Problem statement:
Show all lines from the records below in which the string "UriHostInvalid" is present.

[Items from a dataset]
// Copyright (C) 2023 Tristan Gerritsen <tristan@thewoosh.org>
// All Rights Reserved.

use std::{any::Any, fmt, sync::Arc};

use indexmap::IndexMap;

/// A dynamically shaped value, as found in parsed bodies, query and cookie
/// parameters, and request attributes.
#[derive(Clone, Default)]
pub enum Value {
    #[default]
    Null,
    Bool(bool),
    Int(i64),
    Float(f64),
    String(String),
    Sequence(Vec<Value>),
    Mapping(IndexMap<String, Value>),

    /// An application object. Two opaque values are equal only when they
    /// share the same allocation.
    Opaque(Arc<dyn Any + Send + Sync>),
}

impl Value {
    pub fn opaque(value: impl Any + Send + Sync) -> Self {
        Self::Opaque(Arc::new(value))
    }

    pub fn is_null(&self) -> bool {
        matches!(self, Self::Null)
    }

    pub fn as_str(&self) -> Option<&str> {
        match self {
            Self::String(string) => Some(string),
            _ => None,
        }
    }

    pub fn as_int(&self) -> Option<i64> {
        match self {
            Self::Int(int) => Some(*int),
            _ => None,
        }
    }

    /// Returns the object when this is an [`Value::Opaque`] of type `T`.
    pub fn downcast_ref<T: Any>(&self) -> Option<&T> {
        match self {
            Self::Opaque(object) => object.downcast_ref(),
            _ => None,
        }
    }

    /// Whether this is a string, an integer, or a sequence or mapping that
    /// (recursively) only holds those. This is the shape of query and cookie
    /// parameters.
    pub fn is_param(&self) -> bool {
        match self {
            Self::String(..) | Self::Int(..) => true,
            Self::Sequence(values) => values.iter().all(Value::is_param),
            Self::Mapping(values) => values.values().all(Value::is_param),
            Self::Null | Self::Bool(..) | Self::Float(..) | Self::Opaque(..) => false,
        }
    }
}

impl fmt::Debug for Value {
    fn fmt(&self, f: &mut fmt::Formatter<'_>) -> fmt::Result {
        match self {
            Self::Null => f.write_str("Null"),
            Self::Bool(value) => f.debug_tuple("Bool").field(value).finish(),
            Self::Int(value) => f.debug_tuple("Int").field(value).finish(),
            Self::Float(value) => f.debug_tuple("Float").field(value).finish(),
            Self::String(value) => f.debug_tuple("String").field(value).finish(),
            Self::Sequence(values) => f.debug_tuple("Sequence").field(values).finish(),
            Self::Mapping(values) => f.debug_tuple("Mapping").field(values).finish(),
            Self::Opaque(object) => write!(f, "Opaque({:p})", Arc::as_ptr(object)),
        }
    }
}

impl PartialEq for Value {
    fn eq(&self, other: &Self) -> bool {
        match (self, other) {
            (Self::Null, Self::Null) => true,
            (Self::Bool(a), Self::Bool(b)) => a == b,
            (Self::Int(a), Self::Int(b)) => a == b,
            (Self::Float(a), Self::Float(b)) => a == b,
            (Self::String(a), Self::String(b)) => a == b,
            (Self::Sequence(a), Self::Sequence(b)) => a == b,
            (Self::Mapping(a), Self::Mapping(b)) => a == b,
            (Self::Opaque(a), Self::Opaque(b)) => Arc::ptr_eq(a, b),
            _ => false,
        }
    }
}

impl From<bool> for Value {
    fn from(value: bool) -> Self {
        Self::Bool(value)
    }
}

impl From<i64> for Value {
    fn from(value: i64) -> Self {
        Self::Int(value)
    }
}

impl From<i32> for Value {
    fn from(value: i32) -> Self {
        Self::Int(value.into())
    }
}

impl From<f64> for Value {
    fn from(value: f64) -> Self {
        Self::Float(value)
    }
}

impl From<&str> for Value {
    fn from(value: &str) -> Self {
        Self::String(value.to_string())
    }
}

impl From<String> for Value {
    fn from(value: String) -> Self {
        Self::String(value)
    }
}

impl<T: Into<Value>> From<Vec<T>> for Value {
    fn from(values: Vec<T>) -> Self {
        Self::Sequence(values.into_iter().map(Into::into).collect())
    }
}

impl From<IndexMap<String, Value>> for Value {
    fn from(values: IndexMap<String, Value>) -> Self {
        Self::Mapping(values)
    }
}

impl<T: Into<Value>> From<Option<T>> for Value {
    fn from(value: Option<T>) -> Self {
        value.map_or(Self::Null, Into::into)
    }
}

==

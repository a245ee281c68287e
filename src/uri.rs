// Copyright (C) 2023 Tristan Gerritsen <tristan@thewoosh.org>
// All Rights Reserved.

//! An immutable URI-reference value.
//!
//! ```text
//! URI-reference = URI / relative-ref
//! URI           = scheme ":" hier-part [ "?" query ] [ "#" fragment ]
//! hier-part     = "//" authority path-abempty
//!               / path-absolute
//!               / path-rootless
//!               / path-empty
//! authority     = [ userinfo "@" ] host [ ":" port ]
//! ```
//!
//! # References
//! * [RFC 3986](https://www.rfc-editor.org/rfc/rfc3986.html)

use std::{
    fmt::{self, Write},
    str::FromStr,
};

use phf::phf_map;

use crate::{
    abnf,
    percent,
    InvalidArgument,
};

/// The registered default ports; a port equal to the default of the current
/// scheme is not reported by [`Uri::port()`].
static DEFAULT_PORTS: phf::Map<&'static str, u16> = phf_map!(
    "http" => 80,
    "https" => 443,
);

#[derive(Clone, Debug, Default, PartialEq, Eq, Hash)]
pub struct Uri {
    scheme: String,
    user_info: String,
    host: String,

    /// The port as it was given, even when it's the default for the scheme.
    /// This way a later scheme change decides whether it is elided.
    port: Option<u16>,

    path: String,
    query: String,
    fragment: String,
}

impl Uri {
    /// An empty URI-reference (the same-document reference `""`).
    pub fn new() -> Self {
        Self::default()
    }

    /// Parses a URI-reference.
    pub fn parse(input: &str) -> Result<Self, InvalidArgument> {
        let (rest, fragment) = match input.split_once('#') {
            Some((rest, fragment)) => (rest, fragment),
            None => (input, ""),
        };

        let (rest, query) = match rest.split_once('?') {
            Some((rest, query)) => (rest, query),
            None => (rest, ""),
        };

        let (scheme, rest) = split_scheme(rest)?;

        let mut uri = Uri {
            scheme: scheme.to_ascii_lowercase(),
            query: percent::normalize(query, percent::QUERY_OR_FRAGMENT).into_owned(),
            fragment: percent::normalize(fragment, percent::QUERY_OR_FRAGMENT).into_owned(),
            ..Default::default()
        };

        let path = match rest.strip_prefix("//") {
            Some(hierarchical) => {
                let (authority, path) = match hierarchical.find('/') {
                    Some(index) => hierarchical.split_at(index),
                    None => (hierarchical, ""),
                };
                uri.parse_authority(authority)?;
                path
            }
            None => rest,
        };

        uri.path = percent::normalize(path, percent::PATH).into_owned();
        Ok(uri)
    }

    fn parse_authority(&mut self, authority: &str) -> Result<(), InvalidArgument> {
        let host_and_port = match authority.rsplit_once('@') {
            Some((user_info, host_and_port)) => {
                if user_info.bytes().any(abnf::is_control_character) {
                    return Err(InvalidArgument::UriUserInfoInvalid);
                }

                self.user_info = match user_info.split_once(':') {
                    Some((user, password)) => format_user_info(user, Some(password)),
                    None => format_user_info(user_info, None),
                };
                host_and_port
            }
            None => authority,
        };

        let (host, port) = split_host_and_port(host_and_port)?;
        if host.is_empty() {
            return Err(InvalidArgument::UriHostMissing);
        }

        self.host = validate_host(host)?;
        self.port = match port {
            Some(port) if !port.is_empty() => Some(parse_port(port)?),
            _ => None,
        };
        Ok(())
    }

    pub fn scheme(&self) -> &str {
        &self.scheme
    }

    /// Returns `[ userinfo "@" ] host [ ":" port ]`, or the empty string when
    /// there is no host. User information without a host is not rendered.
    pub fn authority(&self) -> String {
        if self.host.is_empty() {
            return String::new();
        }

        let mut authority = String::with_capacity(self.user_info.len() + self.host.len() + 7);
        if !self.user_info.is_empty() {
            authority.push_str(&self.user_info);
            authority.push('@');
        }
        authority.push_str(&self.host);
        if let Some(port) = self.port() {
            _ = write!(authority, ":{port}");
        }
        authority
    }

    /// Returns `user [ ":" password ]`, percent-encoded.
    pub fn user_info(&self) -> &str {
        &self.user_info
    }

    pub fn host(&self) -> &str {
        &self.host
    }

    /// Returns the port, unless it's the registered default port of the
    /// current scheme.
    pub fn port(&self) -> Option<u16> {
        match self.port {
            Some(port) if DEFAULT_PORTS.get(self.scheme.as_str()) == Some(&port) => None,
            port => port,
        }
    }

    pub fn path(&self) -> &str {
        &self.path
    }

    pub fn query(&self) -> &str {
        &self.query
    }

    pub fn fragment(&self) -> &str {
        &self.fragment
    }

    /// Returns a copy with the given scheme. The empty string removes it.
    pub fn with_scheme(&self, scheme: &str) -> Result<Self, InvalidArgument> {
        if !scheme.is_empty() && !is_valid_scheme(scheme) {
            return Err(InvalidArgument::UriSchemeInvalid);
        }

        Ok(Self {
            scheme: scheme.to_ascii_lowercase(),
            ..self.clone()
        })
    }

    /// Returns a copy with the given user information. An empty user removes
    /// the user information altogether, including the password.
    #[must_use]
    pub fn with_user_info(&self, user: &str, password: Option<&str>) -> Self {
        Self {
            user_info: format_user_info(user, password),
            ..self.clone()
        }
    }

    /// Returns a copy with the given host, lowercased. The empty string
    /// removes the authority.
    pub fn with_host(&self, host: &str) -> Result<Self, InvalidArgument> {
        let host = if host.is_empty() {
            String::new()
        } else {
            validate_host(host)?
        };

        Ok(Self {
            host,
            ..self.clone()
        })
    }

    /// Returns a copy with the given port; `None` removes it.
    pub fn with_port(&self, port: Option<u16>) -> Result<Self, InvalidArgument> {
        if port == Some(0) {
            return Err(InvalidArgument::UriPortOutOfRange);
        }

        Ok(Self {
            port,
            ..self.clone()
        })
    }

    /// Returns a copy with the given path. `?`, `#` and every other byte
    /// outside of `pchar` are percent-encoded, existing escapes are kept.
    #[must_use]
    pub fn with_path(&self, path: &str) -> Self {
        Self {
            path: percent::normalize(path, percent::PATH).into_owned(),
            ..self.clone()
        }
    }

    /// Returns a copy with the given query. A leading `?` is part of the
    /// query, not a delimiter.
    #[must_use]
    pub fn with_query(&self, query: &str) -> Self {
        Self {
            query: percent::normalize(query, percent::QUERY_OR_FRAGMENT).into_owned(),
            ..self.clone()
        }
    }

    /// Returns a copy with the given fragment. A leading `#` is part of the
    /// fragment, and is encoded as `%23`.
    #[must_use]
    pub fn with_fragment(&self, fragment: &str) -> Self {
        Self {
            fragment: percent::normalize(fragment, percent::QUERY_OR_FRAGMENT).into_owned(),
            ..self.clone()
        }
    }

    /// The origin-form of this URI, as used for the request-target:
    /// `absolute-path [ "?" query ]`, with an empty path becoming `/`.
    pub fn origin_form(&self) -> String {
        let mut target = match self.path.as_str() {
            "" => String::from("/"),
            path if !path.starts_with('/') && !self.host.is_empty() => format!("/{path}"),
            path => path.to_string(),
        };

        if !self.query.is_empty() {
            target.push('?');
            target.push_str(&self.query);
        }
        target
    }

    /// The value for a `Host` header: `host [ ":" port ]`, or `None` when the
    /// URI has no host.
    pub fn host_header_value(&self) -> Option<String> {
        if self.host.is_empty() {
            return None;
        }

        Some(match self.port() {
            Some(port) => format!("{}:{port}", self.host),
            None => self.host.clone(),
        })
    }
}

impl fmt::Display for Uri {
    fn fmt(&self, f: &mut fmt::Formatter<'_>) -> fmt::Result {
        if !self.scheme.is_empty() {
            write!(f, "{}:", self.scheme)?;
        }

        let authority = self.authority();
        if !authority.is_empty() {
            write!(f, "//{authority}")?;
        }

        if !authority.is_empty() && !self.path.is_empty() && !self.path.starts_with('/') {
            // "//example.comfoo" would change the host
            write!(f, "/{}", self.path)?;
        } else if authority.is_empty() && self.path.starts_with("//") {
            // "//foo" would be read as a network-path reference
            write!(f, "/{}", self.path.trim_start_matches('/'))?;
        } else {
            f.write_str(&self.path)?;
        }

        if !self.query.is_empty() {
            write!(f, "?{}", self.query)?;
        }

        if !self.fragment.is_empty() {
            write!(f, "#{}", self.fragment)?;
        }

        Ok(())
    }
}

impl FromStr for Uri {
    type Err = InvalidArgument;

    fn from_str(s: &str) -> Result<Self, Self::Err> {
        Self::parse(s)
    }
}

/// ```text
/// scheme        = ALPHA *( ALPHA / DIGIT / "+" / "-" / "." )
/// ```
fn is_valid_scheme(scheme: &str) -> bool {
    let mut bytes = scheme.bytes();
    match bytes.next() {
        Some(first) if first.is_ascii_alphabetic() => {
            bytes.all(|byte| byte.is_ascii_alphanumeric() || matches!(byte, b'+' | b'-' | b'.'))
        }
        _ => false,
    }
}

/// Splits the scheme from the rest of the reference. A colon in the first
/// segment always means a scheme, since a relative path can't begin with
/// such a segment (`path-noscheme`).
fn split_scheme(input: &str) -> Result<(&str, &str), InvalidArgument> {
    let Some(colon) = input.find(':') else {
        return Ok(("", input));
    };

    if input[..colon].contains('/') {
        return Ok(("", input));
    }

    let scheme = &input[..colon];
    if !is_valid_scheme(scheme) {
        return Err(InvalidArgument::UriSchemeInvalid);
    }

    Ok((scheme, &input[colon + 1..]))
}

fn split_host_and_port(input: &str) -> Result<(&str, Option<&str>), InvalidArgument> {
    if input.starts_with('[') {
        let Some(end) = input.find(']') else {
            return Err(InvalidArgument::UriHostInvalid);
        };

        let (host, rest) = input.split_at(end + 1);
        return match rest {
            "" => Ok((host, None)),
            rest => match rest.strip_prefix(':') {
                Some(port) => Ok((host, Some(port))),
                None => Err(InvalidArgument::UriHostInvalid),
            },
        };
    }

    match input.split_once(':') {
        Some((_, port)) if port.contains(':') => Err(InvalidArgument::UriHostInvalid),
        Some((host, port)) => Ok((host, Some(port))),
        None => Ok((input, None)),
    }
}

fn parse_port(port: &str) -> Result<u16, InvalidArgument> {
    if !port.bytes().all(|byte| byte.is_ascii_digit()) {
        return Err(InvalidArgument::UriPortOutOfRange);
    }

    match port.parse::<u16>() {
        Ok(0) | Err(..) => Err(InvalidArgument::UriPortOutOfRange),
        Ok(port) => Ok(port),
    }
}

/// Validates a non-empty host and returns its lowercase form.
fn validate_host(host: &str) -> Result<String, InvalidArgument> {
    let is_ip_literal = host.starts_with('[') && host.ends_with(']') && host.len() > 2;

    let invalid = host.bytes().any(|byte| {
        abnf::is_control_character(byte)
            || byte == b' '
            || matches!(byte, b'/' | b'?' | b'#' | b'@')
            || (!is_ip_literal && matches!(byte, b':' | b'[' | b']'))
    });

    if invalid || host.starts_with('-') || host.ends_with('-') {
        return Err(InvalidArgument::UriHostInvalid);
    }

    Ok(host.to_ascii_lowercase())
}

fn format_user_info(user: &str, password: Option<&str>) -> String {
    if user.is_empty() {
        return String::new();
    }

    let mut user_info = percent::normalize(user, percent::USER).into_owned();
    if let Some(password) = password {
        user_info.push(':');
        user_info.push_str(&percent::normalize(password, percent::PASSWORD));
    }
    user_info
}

Task answer:
            return Err(InvalidArgument::UriHostInvalid);
                None => Err(InvalidArgument::UriHostInvalid),
        Some((_, port)) if port.contains(':') => Err(InvalidArgument::UriHostInvalid),
        return Err(InvalidArgument::UriHostInvalid);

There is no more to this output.